Paul Thureen: Also, Hannah and I worked together for a really long time and I think every day we were like, “Could you imagine doing this alone?” And you definitely can do it alone, but I think we have our security blanket, which is each other and I think every step of our way and our lives, putting together this life together, we are really nerdy about learning as much as we can. And when we wrote our first TV thing, we spent a year reading every single pilot we could get our hands on. When we were doing this, we did the WGA show running training program crash course and things like that. We read a lot and we talked to everybody that we could. And then we just kept notes and planned things out and tried to be really organized and really ahead at the game and also not be afraid to ask questions, but if there was something we didn’t know, because there’s always going to be a part of the machine, we’ve been on sets as writers, we’ve been on sets as actors. We’ve never been there for the post-production process in a real hands on way.
That was the stuff, the process that we were really scared of. But you’re also working with, honestly, amazing executives at HBO, working with the Duplass brothers, working with Carolyn Strauss, having a good relationship with the unit production manager and line producer, who were the same person on this show because it was a Duplass produced show, so it was very much done in the indie film way. We’re very lucky to be working with a lot of people that we could rely on.
And then, just like anything, we come into it with values. There’s two things. No matter what, it’s always creative problem solving, there’s always going to be something that you’re not going to figure out. We were like, “We can figure it out together and if there’s something we don’t know, we know the people that we can go to and ask about it.” And that also, we can bring our values of creation and our values of collaboration to the show. And I think that was very much in the spirit of the show, just making sure everybody was taken care of, everybody was valued and Jay Duplass, who directed the pilot, set that tone on the pilot and Rob Cohen, who directed other episodes, really carried that ball. And then, Bridget being the hen mother of the whole show, we all articulated that this is the values of the show.
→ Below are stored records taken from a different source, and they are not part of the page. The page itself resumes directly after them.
//! Button-triggered threshold recalibration.
//!
//! The new threshold is not the raw light reading. The deviation between
//! twice the current light level and the previous threshold is pushed through
//! a half-cosine centred on 512, so a single noisy reading moves the
//! threshold smoothly and the result always lands in the analog range.

/// Amplitude and offset of the response curve.
pub const CURVE_SCALE: f64 = 512.0;
/// Deviation divisor of the response curve.
pub const CURVE_DIVISOR: f64 = 329.0;
/// Phase offset of the response curve.
pub const CURVE_PHASE: f64 = std::f64::consts::PI;

/// True on a false -> true transition between two consecutive samples.
#[inline]
pub fn rising_edge(previous: bool, current: bool) -> bool {
    current && !previous
}

/// Candidate threshold for a calibration press.
///
/// `round(512 * cos((2*light - threshold)/329 + PI) + 512)`, clamped to
/// `[0, analog_max]`. Deterministic for a given input pair.
#[allow(clippy::cast_possible_truncation, clippy::cast_sign_loss)]
pub fn recalibrated_threshold(light: u16, threshold: u16, analog_max: u16) -> u16 {
    let deviation = 2.0 * f64::from(light) - f64::from(threshold);
    let curve = CURVE_SCALE * (deviation / CURVE_DIVISOR + CURVE_PHASE).cos() + CURVE_SCALE;
    let clamped = curve.round().clamp(0.0, f64::from(analog_max));
    // In range after the clamp; the cast cannot truncate.
    clamped as u16
}

#[cfg(test)]
mod tests {
    use super::*;

    #[test]
    fn edge_only_on_press() {
        assert!(rising_edge(false, true));
        assert!(!rising_edge(true, true));
        assert!(!rising_edge(true, false));
        assert!(!rising_edge(false, false));
    }

    #[test]
    fn balanced_inputs_hit_the_trough() {
        // 2*light == threshold -> cos(PI) == -1 -> 0
        assert_eq!(recalibrated_threshold(100, 200, 1023), 0);
        assert_eq!(recalibrated_threshold(0, 0, 1023), 0);
    }

    #[test]
    fn peak_is_clamped_to_analog_max() {
        // Rounds to 1024 before clamping.
        assert_eq!(recalibrated_threshold(0, 1023, 1023), 1023);
        assert_eq!(recalibrated_threshold(1023, 1023, 1023), 1023);
    }
}
//! Cycle-period helpers.

/// Number of milliseconds in one second.
pub const MILLIS_PER_SEC: u64 = 1_000;

/// Cycle period in milliseconds for a sampling rate in Hz.
/// - Treats `hz == 0` as 1 Hz in release builds (asserts in debug).
/// - Never returns less than 1 ms.
#[inline]
pub fn period_ms(hz: u32) -> u64 {
    debug_assert!(hz > 0, "sample_rate_hz must be > 0");
    (MILLIS_PER_SEC / u64::from(hz.max(1))).max(1)
}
And then, when you’re working it that way, if there’s something that you don’t know, people want to help you, you have everybody on your side, everybody together, so it’s definitely a team thing. And we didn’t know the things we didn’t know going into it and knock on wood we get to do it again and we’ll be a little bit better, but there’s always going to be stuff that you can’t figure out and you need to [inaudible 00:15:09] too. And we’ll say there was a day where we got a note, right before we started shooting, where we had to do a major rewrite on all the scripts and Hannah and I were living together in an Airbnb where we were shooting and Hannah tells this better, but [crosstalk 00:15:24]-
Hannah Bos: Paul never pees. I pee all the time. Paul never pees. And Paul kept peeing and Paul kept pee for minute after minute after minute, I was like, “Oh, oh my God.” And then I kept peeing and we Googled it and it was definitely a fight or flight response where our bodies couldn’t handle notes, but we were just like, “We’re just going to keep figuring this out and figuring out this problem and get through it,” because the show must go on.